**ACTIVITY**
An answer that reproduces all the entries exactly is what is needed.

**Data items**
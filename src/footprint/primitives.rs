//! Drawing primitives and contacts that make up a footprint.
//!
//! These types mirror the normalised board-data model produced upstream.
//! Coordinates are millimetres in footprint-local space.

use serde::{Deserialize, Serialize};

use crate::geometry::Point;

/// A raw 2D drawing primitive from a footprint's silkscreen, assembly or
/// courtyard layers.
#[derive(Debug, Clone, PartialEq, Serialize, Deserialize)]
#[serde(tag = "type", rename_all = "snake_case")]
pub enum DrawingPrimitive {
    /// Straight line segment.
    Segment {
        /// Start point.
        start: Point,
        /// End point.
        end: Point,
    },

    /// Circular arc from `start` to `end`.
    Arc {
        /// Start point.
        start: Point,
        /// End point.
        end: Point,
        /// Sweep angle in degrees; positive runs counter-clockwise.
        #[serde(alias = "angle")]
        sweep_angle: f64,
    },

    /// Full circle.
    Circle {
        /// Centre point.
        center: Point,
        /// Radius in mm.
        radius: f64,
    },

    /// Axis-aligned rectangle given by two opposite corners.
    Rectangle {
        /// First corner.
        #[serde(alias = "start")]
        corner_a: Point,
        /// Opposite corner.
        #[serde(alias = "end")]
        corner_b: Point,
    },

    /// Closed polygon literal.
    Polygon {
        /// Vertices in drawing order.
        points: Vec<Point>,
    },
}

impl DrawingPrimitive {
    /// Creates a line segment.
    #[must_use]
    pub const fn segment(start: Point, end: Point) -> Self {
        Self::Segment { start, end }
    }

    /// Creates an arc.
    #[must_use]
    pub const fn arc(start: Point, end: Point, sweep_angle: f64) -> Self {
        Self::Arc {
            start,
            end,
            sweep_angle,
        }
    }

    /// Creates a circle.
    #[must_use]
    pub const fn circle(center: Point, radius: f64) -> Self {
        Self::Circle { center, radius }
    }

    /// Creates a rectangle from two opposite corners.
    #[must_use]
    pub const fn rectangle(corner_a: Point, corner_b: Point) -> Self {
        Self::Rectangle { corner_a, corner_b }
    }

    /// Creates a polygon literal.
    #[must_use]
    pub const fn polygon(points: Vec<Point>) -> Self {
        Self::Polygon { points }
    }

    /// Returns `true` if every coordinate and scalar is finite.
    #[must_use]
    pub fn is_finite(&self) -> bool {
        match self {
            Self::Segment { start, end } => start.is_finite() && end.is_finite(),
            Self::Arc {
                start,
                end,
                sweep_angle,
            } => start.is_finite() && end.is_finite() && sweep_angle.is_finite(),
            Self::Circle { center, radius } => center.is_finite() && radius.is_finite(),
            Self::Rectangle { corner_a, corner_b } => corner_a.is_finite() && corner_b.is_finite(),
            Self::Polygon { points } => points.iter().all(|p| p.is_finite()),
        }
    }

    /// Short name of the primitive kind, for diagnostics.
    #[must_use]
    pub const fn kind_name(&self) -> &'static str {
        match self {
            Self::Segment { .. } => "segment",
            Self::Arc { .. } => "arc",
            Self::Circle { .. } => "circle",
            Self::Rectangle { .. } => "rectangle",
            Self::Polygon { .. } => "polygon",
        }
    }
}

/// Electrical/mechanical kind of a contact.
#[derive(Debug, Clone, Copy, PartialEq, Eq, Default, Serialize, Deserialize)]
pub enum ContactKind {
    /// Surface-mount pad.
    #[default]
    #[serde(rename = "SMD")]
    Smd,
    /// Plated through-hole.
    #[serde(rename = "PTH")]
    Pth,
    /// Non-plated through-hole.
    #[serde(rename = "NPTH")]
    Npth,
}

/// Pad dimensions before rotation.
///
/// Serialised as a two-element `[width, height]` array.
#[derive(Debug, Clone, Copy, Default, PartialEq, Serialize, Deserialize)]
#[serde(from = "[f64; 2]", into = "[f64; 2]")]
pub struct ContactSize {
    /// Extent along the pad's local X axis (mm).
    pub width: f64,
    /// Extent along the pad's local Y axis (mm).
    pub height: f64,
}

impl From<[f64; 2]> for ContactSize {
    fn from([width, height]: [f64; 2]) -> Self {
        Self { width, height }
    }
}

impl From<ContactSize> for [f64; 2] {
    fn from(s: ContactSize) -> Self {
        [s.width, s.height]
    }
}

/// A pad (solderable contact) of a footprint.
#[derive(Debug, Clone, PartialEq, Serialize, Deserialize)]
pub struct ContactItem {
    /// Contact kind.
    #[serde(rename = "type", default)]
    pub kind: ContactKind,

    /// Centre of the pad.
    pub center: Point,

    /// Unrotated pad size.
    pub size: ContactSize,

    /// Rotation about the centre, in degrees counter-clockwise.
    #[serde(default)]
    pub orientation: f64,

    /// Solder mask clearance in mm. `None` when the mask is disabled.
    #[serde(default, skip_serializing_if = "Option::is_none")]
    pub solder_mask_clearance: Option<f64>,
}

impl ContactItem {
    /// Creates an SMD pad.
    #[must_use]
    pub const fn smd(center: Point, width: f64, height: f64) -> Self {
        Self {
            kind: ContactKind::Smd,
            center,
            size: ContactSize { width, height },
            orientation: 0.0,
            solder_mask_clearance: None,
        }
    }

    /// Creates a plated through-hole pad.
    #[must_use]
    pub const fn through_hole(center: Point, width: f64, height: f64) -> Self {
        Self {
            kind: ContactKind::Pth,
            center,
            size: ContactSize { width, height },
            orientation: 0.0,
            solder_mask_clearance: None,
        }
    }

    /// Returns the pad rotated by `degrees`.
    #[must_use]
    pub const fn with_orientation(mut self, degrees: f64) -> Self {
        self.orientation = degrees;
        self
    }

    /// Returns `true` if every coordinate and scalar is finite.
    #[must_use]
    pub fn is_finite(&self) -> bool {
        self.center.is_finite()
            && self.size.width.is_finite()
            && self.size.height.is_finite()
            && self.orientation.is_finite()
    }
}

**EXERCISE ANSWER**
filename src/footprint/primitives.rs
//! Drawing primitives and contacts that make up a footprint.
//!
//! These types mirror the normalised board-data model produced upstream.
//! Coordinates are millimetres in footprint-local space.

use serde::{Deserialize, Serialize};

use crate::geometry::Point;

/// A raw 2D drawing primitive from a footprint's silkscreen, assembly or
/// courtyard layers.
#[derive(Debug, Clone, PartialEq, Serialize, Deserialize)]
#[serde(tag = "type", rename_all = "snake_case")]
pub enum DrawingPrimitive {
    /// Straight line segment.
    Segment {
        /// Start point.
        start: Point,
        /// End point.
        end: Point,
    },

    /// Circular arc from `start` to `end`.
    Arc {
        /// Start point.
        start: Point,
        /// End point.
        end: Point,
        /// Sweep angle in degrees; positive runs counter-clockwise.
        #[serde(alias = "angle")]
        sweep_angle: f64,
    },

    /// Full circle.
    Circle {
        /// Centre point.
        center: Point,
        /// Radius in mm.
        radius: f64,
    },

    /// Axis-aligned rectangle given by two opposite corners.
    Rectangle {
        /// First corner.
        #[serde(alias = "start")]
        corner_a: Point,
        /// Opposite corner.
        #[serde(alias = "end")]
        corner_b: Point,
    },

    /// Closed polygon literal.
    Polygon {
        /// Vertices in drawing order.
        points: Vec<Point>,
    },
}

impl DrawingPrimitive {
    /// Creates a line segment.
    #[must_use]
    pub const fn segment(start: Point, end: Point) -> Self {
        Self::Segment { start, end }
    }

    /// Creates an arc.
    #[must_use]
    pub const fn arc(start: Point, end: Point, sweep_angle: f64) -> Self {
        Self::Arc {
            start,
            end,
            sweep_angle,
        }
    }

    /// Creates a circle.
    #[must_use]
    pub const fn circle(center: Point, radius: f64) -> Self {
        Self::Circle { center, radius }
    }

    /// Creates a rectangle from two opposite corners.
    #[must_use]
    pub const fn rectangle(corner_a: Point, corner_b: Point) -> Self {
        Self::Rectangle { corner_a, corner_b }
    }

    /// Creates a polygon literal.
    #[must_use]
    pub const fn polygon(points: Vec<Point>) -> Self {
        Self::Polygon { points }
    }

    /// Returns `true` if every coordinate and scalar is finite.
    #[must_use]
    pub fn is_finite(&self) -> bool {
        match self {
            Self::Segment { start, end } => start.is_finite() && end.is_finite(),
            Self::Arc {
                start,
                end,
                sweep_angle,
            } => start.is_finite() && end.is_finite() && sweep_angle.is_finite(),
            Self::Circle { center, radius } => center.is_finite() && radius.is_finite(),
            Self::Rectangle { corner_a, corner_b } => corner_a.is_finite() && corner_b.is_finite(),
            Self::Polygon { points } => points.iter().all(|p| p.is_finite()),
        }
    }

    /// Short name of the primitive kind, for diagnostics.
    #[must_use]
    pub const fn kind_name(&self) -> &'static str {
        match self {
            Self::Segment { .. } => "segment",
            Self::Arc { .. } => "arc",
            Self::Circle { .. } => "circle",
            Self::Rectangle { .. } => "rectangle",
            Self::Polygon { .. } => "polygon",
        }
    }
}

/// Electrical/mechanical kind of a contact.
#[derive(Debug, Clone, Copy, PartialEq, Eq, Default, Serialize, Deserialize)]
pub enum ContactKind {
    /// Surface-mount pad.
    #[default]
    #[serde(rename = "SMD")]
    Smd,
    /// Plated through-hole.
    #[serde(rename = "PTH")]
    Pth,
    /// Non-plated through-hole.
    #[serde(rename = "NPTH")]
    Npth,
}

/// Pad dimensions before rotation.
///
/// Serialised as a two-element `[width, height]` array.
#[derive(Debug, Clone, Copy, Default, PartialEq, Serialize, Deserialize)]
#[serde(from = "[f64; 2]", into = "[f64; 2]")]
pub struct ContactSize {
    /// Extent along the pad's local X axis (mm).
    pub width: f64,
    /// Extent along the pad's local Y axis (mm).
    pub height: f64,
}

impl From<[f64; 2]> for ContactSize {
    fn from([width, height]: [f64; 2]) -> Self {
        Self { width, height }
    }
}

impl From<ContactSize> for [f64; 2] {
    fn from(s: ContactSize) -> Self {
        [s.width, s.height]
    }
}

/// A pad (solderable contact) of a footprint.
#[derive(Debug, Clone, PartialEq, Serialize, Deserialize)]
pub struct ContactItem {
    /// Contact kind.
    #[serde(rename = "type", default)]
    pub kind: ContactKind,

    /// Centre of the pad.
    pub center: Point,

    /// Unrotated pad size.
    pub size: ContactSize,

    /// Rotation about the centre, in degrees counter-clockwise.
    #[serde(default)]
    pub orientation: f64,

    /// Solder mask clearance in mm. `None` when the mask is disabled.
    #[serde(default, skip_serializing_if = "Option::is_none")]
    pub solder_mask_clearance: Option<f64>,
}

impl ContactItem {
    /// Creates an SMD pad.
    #[must_use]
    pub const fn smd(center: Point, width: f64, height: f64) -> Self {
        Self {
            kind: ContactKind::Smd,
            center,
            size: ContactSize { width, height },
            orientation: 0.0,
            solder_mask_clearance: None,
        }
    }

    /// Creates a plated through-hole pad.
    #[must_use]
    pub const fn through_hole(center: Point, width: f64, height: f64) -> Self {
        Self {
            kind: ContactKind::Pth,
            center,
            size: ContactSize { width, height },
            orientation: 0.0,
            solder_mask_clearance: None,
        }
    }

    /// Returns the pad rotated by `degrees`.
    #[must_use]
    pub const fn with_orientation(mut self, degrees: f64) -> Self {
        self.orientation = degrees;
        self
    }

    /// Returns `true` if every coordinate and scalar is finite.
    #[must_use]
    pub fn is_finite(&self) -> bool {
        self.center.is_finite()
            && self.size.width.is_finite()
            && self.size.height.is_finite()
            && self.orientation.is_finite()
    }
}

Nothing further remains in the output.